Difference between revisions of "Team:UCopenhagen/Design"

Revision as of 21:31, 25 October 2020

So... how do you want the yeast to sense interleukins?

How nice of you to ask! Yeast doesn’t have endogenous receptors for any interleukins, as opposed to humans. Actually, Saccharomyces cerevisiae doesn’t have any Receptor Tyrosine Kinase type receptors (RTKs) - a category that most interleukin receptors fall under . RTKs are systems where two or more receptors associate and start an autophosphorylation reaction because of that, eventually leading to an intracellular signaling cascade. This, we quickly realized, would be hard to replicate in yeast.

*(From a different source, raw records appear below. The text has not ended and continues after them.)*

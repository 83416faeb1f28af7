//! Contribution reports built on top of a PR collection.
//!
//! A report covers a named period, drops PRs that were closed without being
//! merged, and groups what is left by repository. Generated reports are kept
//! in an in-process cache keyed by user, period and star flag.

use chrono::{DateTime, Duration, Utc};
use moka::future::Cache;
use serde::{Deserialize, Serialize};
use std::collections::{BTreeMap, HashMap};
use std::fmt;

use crate::cache::ResponseCache;
use crate::collector::{CollectRequest, Collection, PullRequestCollector};
use crate::config::AppConfig;
use crate::error::ApiError;
use crate::language::language_breakdown;
use crate::stars::GITHUB_LAUNCH_TIMESTAMP;
use crate::types::{
    AuthorAssociation, CollectionStats, DisplayState, PullRequest, STAR_COUNT_CAP,
    STAR_INCREASE_OVER_CAP,
};

/// Languages listed in a report.
const TOP_LANGUAGES: usize = 10;

/// Reporting period, named as it appears in query strings.
#[derive(Clone, Copy, Debug, Default, PartialEq, Eq, Hash, Serialize, Deserialize)]
pub enum Period {
    #[default]
    #[serde(rename = "1_year")]
    OneYear,
    #[serde(rename = "2_years")]
    TwoYears,
    #[serde(rename = "5_years")]
    FiveYears,
    #[serde(rename = "all_time")]
    AllTime,
}

impl Period {
    pub fn as_str(&self) -> &'static str {
        match self {
            Period::OneYear => "1_year",
            Period::TwoYears => "2_years",
            Period::FiveYears => "5_years",
            Period::AllTime => "all_time",
        }
    }

    /// `(since, until)` of the period ending at `now`.
    pub fn date_range(&self, now: DateTime<Utc>) -> (DateTime<Utc>, DateTime<Utc>) {
        let since = match self {
            Period::OneYear => now - Duration::days(365),
            Period::TwoYears => now - Duration::days(730),
            Period::FiveYears => now - Duration::days(1825),
            Period::AllTime => {
                DateTime::from_timestamp(GITHUB_LAUNCH_TIMESTAMP, 0).unwrap_or_default()
            }
        };
        (since, now)
    }
}

impl fmt::Display for Period {
    fn fmt(&self, f: &mut fmt::Formatter<'_>) -> fmt::Result {
        f.write_str(self.as_str())
    }
}

/// Maps a user-supplied period to a [`Period`], defaulting to one year.
pub fn normalize_period(period: Option<&str>) -> Period {
    match period.map(|p| p.trim().to_ascii_lowercase()).as_deref() {
        Some("1_year") => Period::OneYear,
        Some("2_years") => Period::TwoYears,
        Some("5_years") => Period::FiveYears,
        Some("all_time") => Period::AllTime,
        other => {
            if let Some(unknown) = other {
                tracing::debug!(period = unknown, "Unrecognised period, using 1_year");
            }
            Period::OneYear
        }
    }
}

/// PR size by total lines changed. Ordered smallest first.
#[derive(Clone, Copy, Debug, PartialEq, Eq, PartialOrd, Ord, Hash, Serialize, Deserialize)]
pub enum SizeCategory {
    #[serde(rename = "One Liner")]
    OneLiner,
    Small,
    Medium,
    Large,
    Huge,
    Massive,
}

impl SizeCategory {
    /// `None` when either count is unknown.
    pub fn categorize(additions: Option<u64>, deletions: Option<u64>) -> Option<Self> {
        let total = additions?.saturating_add(deletions?);
        let category = match total {
            0..=1 => SizeCategory::OneLiner,
            2..=100 => SizeCategory::Small,
            101..=500 => SizeCategory::Medium,
            501..=1500 => SizeCategory::Large,
            1501..=5000 => SizeCategory::Huge,
            _ => SizeCategory::Massive,
        };
        Some(category)
    }
}

#[derive(Clone, Debug, Serialize)]
pub struct ReportPullRequest {
    #[serde(flatten)]
    pub pull_request: PullRequest,
    pub display_state: DisplayState,
    pub size_category: Option<SizeCategory>,
}

#[derive(Clone, Debug, Serialize)]
pub struct RepositoryReport {
    pub name: String,
    /// Author association on the most recently created PR in this repository.
    pub role: Option<AuthorAssociation>,
    pub star_increase: Option<i64>,
    pub pull_requests: Vec<ReportPullRequest>,
}

#[derive(Clone, Debug, PartialEq, Serialize)]
pub struct LanguageShare {
    pub language: String,
    pub percentage: f64,
}

#[derive(Clone, Debug, PartialEq, Eq, Serialize)]
pub struct SizeBucket {
    pub category: SizeCategory,
    pub count: usize,
}

/// The public response structure for a user's contribution report.
#[derive(Clone, Debug, Serialize)]
pub struct ReportResponse {
    pub username: String,
    pub period: Period,
    pub since: DateTime<Utc>,
    pub until: DateTime<Utc>,
    pub total_prs: usize,
    pub merged_count: usize,
    pub open_count: usize,
    pub repo_count: usize,
    /// Sum over repositories; `-1` if any repository gained more than the cap.
    /// Absent unless star increases were requested.
    pub total_star_increase: Option<i64>,
    pub total_additions: u64,
    pub total_deletions: u64,
    pub total_changed_files: u64,
    pub language_breakdown: Vec<LanguageShare>,
    /// Only categories with at least one PR, smallest first.
    pub size_distribution: Vec<SizeBucket>,
    pub repositories: Vec<RepositoryReport>,
    pub stats: CollectionStats,
}

/// Everything a report is assembled from.
pub struct ReportInput {
    pub username: String,
    pub period: Period,
    pub since: DateTime<Utc>,
    pub until: DateTime<Utc>,
    pub show_star_increase: bool,
    pub pull_requests: Vec<PullRequest>,
    pub stats: CollectionStats,
    pub language_breakdown: Vec<(String, f64)>,
}

/// Removes PRs that were closed without being merged.
pub fn drop_closed_unmerged(prs: &mut Vec<PullRequest>) {
    let original = prs.len();
    prs.retain(|pr| pr.display_state() != DisplayState::Closed);
    if prs.len() < original {
        tracing::info!(
            filtered = original - prs.len(),
            "Filtered out closed-but-not-merged PRs"
        );
    }
}

/// Assembles a report from collected PRs.
///
/// Expects `input.pull_requests` to have passed through
/// [`drop_closed_unmerged`] already, so the language breakdown and the
/// counts describe the same PRs.
pub fn build_report(input: ReportInput) -> ReportResponse {
    let prs = input.pull_requests;

    let merged_count = prs
        .iter()
        .filter(|pr| pr.display_state() == DisplayState::Merged)
        .count();
    let open_count = prs
        .iter()
        .filter(|pr| pr.display_state() == DisplayState::Open)
        .count();
    let total_additions: u64 = prs.iter().filter_map(|pr| pr.additions).sum();
    let total_deletions: u64 = prs.iter().filter_map(|pr| pr.deletions).sum();
    let total_changed_files: u64 = prs.iter().filter_map(|pr| pr.changed_files).sum();

    let mut sizes: BTreeMap<SizeCategory, usize> = BTreeMap::new();
    for pr in &prs {
        if let Some(category) = SizeCategory::categorize(pr.additions, pr.deletions) {
            *sizes.entry(category).or_default() += 1;
        }
    }
    let size_distribution = sizes
        .into_iter()
        .map(|(category, count)| SizeBucket { category, count })
        .collect();

    let total_prs = prs.len();
    let mut grouped: HashMap<String, Vec<PullRequest>> = HashMap::new();
    for pr in prs {
        grouped.entry(pr.repository.clone()).or_default().push(pr);
    }

    let mut repositories: Vec<RepositoryReport> = grouped
        .into_iter()
        .map(|(name, prs)| {
            let role = prs
                .iter()
                .max_by_key(|pr| pr.created_at)
                .and_then(|pr| pr.author_association);
            let star_increase = prs.first().and_then(|pr| pr.star_increase);
            let pull_requests = prs
                .into_iter()
                .map(|pr| ReportPullRequest {
                    display_state: pr.display_state(),
                    size_category: SizeCategory::categorize(pr.additions, pr.deletions),
                    pull_request: pr,
                })
                .collect();
            RepositoryReport {
                name,
                role,
                star_increase,
                pull_requests,
            }
        })
        .collect();
    sort_repositories(&mut repositories, input.period, input.show_star_increase);

    let total_star_increase = input
        .show_star_increase
        .then(|| total_star_increase(&repositories));

    ReportResponse {
        username: input.username,
        period: input.period,
        since: input.since,
        until: input.until,
        total_prs,
        merged_count,
        open_count,
        repo_count: repositories.len(),
        total_star_increase,
        total_additions,
        total_deletions,
        total_changed_files,
        language_breakdown: input
            .language_breakdown
            .into_iter()
            .map(|(language, percentage)| LanguageShare {
                language,
                percentage,
            })
            .collect(),
        size_distribution,
        repositories,
        stats: input.stats,
    }
}

/// All-time reports rank by PR count, star reports by stars gained (the
/// over-cap sentinel ranks above any exact count), anything else by name.
fn sort_repositories(repositories: &mut [RepositoryReport], period: Period, by_stars: bool) {
    if period == Period::AllTime {
        repositories.sort_by(|a, b| {
            b.pull_requests
                .len()
                .cmp(&a.pull_requests.len())
                .then_with(|| a.name.cmp(&b.name))
        });
    } else if by_stars {
        let rank = |repo: &RepositoryReport| match repo.star_increase {
            Some(STAR_INCREASE_OVER_CAP) => STAR_COUNT_CAP + 1,
            Some(stars) => stars,
            None => 0,
        };
        repositories.sort_by(|a, b| rank(b).cmp(&rank(a)).then_with(|| a.name.cmp(&b.name)));
    } else {
        repositories.sort_by(|a, b| a.name.cmp(&b.name));
    }
}

fn total_star_increase(repositories: &[RepositoryReport]) -> i64 {
    if repositories
        .iter()
        .any(|repo| repo.star_increase == Some(STAR_INCREASE_OVER_CAP))
    {
        return STAR_INCREASE_OVER_CAP;
    }
    repositories
        .iter()
        .filter_map(|repo| repo.star_increase)
        .sum()
}

fn report_cache_key(username: &str, period: Period, show_star_increase: bool) -> String {
    format!(
        "report:{}:{}:{}",
        username.to_lowercase(),
        period,
        if show_star_increase { "stars" } else { "plain" }
    )
}

/// Generates reports and caches them (read-through).
#[derive(Clone)]
pub struct ReportService {
    collector: PullRequestCollector,
    cache: ResponseCache,
    reports: Cache<String, ReportResponse>,
}

impl ReportService {
    pub fn new(collector: PullRequestCollector, cache: ResponseCache, config: &AppConfig) -> Self {
        let reports = Cache::builder()
            .max_capacity(config.cache_max_capacity)
            .time_to_live(config.report_cache_ttl())
            .build();

        Self {
            collector,
            cache,
            reports,
        }
    }

    /// The report for `username` over `period`, or `None` for an unknown user.
    pub async fn generate_report(
        &self,
        username: &str,
        period: Period,
        show_star_increase: bool,
    ) -> Result<Option<ReportResponse>, ApiError> {
        let key = report_cache_key(username, period, show_star_increase);
        if let Some(report) = self.reports.get(&key).await {
            tracing::debug!(%key, "Report cache hit");
            return Ok(Some(report));
        }

        let (since, until) = period.date_range(Utc::now());
        tracing::info!(
            username,
            %period,
            since = %since.date_naive(),
            until = %until.date_naive(),
            "Generating report"
        );

        let request = CollectRequest {
            since: Some(since),
            until: Some(until),
            include_private: false,
            include_star_increase: show_star_increase,
            ..CollectRequest::new(username)
        };
        let (mut pull_requests, stats) = match self.collector.collect_user_prs(&request).await? {
            Collection::Found {
                pull_requests,
                stats,
            } => (pull_requests, stats),
            Collection::UserNotFound => return Ok(None),
        };

        drop_closed_unmerged(&mut pull_requests);
        let languages = language_breakdown(&pull_requests, &self.cache, TOP_LANGUAGES).await;
        let report = build_report(ReportInput {
            username: username.to_string(),
            period,
            since,
            until,
            show_star_increase,
            pull_requests,
            stats,
            language_breakdown: languages,
        });

        self.reports.insert(key, report.clone()).await;
        Ok(Some(report))
    }
}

From the work we did in HP to understand CIDs and patients’ everyday problems and needs though, we knew we wanted to monitor biomarkers for general inflammation, interleukins, meaning that we'd have to develop our own receptor and signal transduction system in our yeast to sense them. At the same time, our human practices work also told us about the vast number of different interleukins, all important in different contexts, which influenced us to want to create a flexible platform enabling us to easily expand the biosensor to work with other interleukins. As most interleukin receptors are receptor tyrosine kinases, though, it means that luckily, most interleukin receptors function based on the same principle: association.

By using the extracellular portions of the human interleukin receptors, we would ensure an association of the extracellular domains in the presence of an interleukin, and by binding these to the membrane through transmembrane domains, we could couple the extracellular association of our two receptors to an intracellular association as well.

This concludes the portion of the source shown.